# [solved]FreeRADIUS+Extreme Networks: no administrative login

## 0x4a47

hi,

i'm currently using extreme networks switches (black diamonds, alpines,...) with epicenter and radius login.

now i need to setup a secondary radius server and i installed freeradius on one of our gentoo servers.

the epicenter is configured as primary radius-server on the switches. during my tests i just disabled epicenter, didn't change the setup on the switches (except for secondary server).

with the help of this thread https://forums.gentoo.org/viewtopic.php?t=101967 i've set up freeradius with one user who is already able to login.

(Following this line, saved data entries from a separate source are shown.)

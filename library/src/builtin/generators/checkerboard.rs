use crate::generator::{Generator, GeneratorCategory, SourceImages};
use crate::model::{Color, Image, ImageSize, Pixel, SettingDefinition, Settings};

use super::{color_setting, int_setting};

/// Alternating cells of two colors.
pub struct CheckerboardGenerator {
    settings: Vec<SettingDefinition>,
}

impl CheckerboardGenerator {
    pub fn new() -> Self {
        Self {
            settings: vec![
                SettingDefinition::new("color", "Color", Color::BLACK).with_order(0),
                SettingDefinition::new("background", "Background", Color::rgba(0, 0, 0, 0))
                    .with_order(1),
                SettingDefinition::new("brickwidth", "Brick width", 10i64)
                    .with_range(1i64, 500i64)
                    .with_group("size")
                    .with_order(2),
                SettingDefinition::new("brickheight", "Brick height", 10i64)
                    .with_range(1i64, 500i64)
                    .with_group("size")
                    .with_order(3),
                SettingDefinition::new("offsetx", "Offset left", 0i64)
                    .with_range(0i64, 500i64)
                    .with_group("offset")
                    .with_order(4),
                SettingDefinition::new("offsety", "Offset top", 0i64)
                    .with_range(0i64, 500i64)
                    .with_group("offset")
                    .with_order(5),
            ],
        }
    }
}

impl Default for CheckerboardGenerator {
    fn default() -> Self {
        Self::new()
    }
}

impl Generator for CheckerboardGenerator {
    fn name(&self) -> &str {
        "Checkerboard"
    }

    fn description(&self) -> &str {
        "Draws a checkerboard pattern."
    }

    fn category(&self) -> GeneratorCategory {
        GeneratorCategory::Generator
    }

    fn source_slot_count(&self) -> usize {
        0
    }

    fn settings(&self) -> &[SettingDefinition] {
        &self.settings
    }

    fn generate(&self, size: ImageSize, _sources: &SourceImages, settings: &Settings) -> Image {
        let color = Pixel::from(color_setting(settings, "color", Color::BLACK));
        let background =
            Pixel::from(color_setting(settings, "background", Color::rgba(0, 0, 0, 0)));
        let cell_w = int_setting(settings, "brickwidth", 10).max(1);
        let cell_h = int_setting(settings, "brickheight", 10).max(1);
        let offset_x = int_setting(settings, "offsetx", 0);
        let offset_y = int_setting(settings, "offsety", 0);

        Image::from_fn(size, |x, y| {
            let cx = i64::from(x).saturating_add(offset_x).div_euclid(cell_w);
            let cy = i64::from(y).saturating_add(offset_y).div_euclid(cell_h);
            if (cx ^ cy) & 1 == 0 {
                color
            } else {
                background
            }
        })
    }
}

the problem i'm facing is, that this user should be admin on the switches, but even when setting "Service-Type = Administrative-User" i don't have the rights to do anything on the switch.

/etc/raddb/myuserfile:

user1    Auth-Type := System, Crypt-Password == "$1$Q8ddOA63$qwR8llXXIpTgmZ9Y8VwVr/", Service-Type == "Administrative-User"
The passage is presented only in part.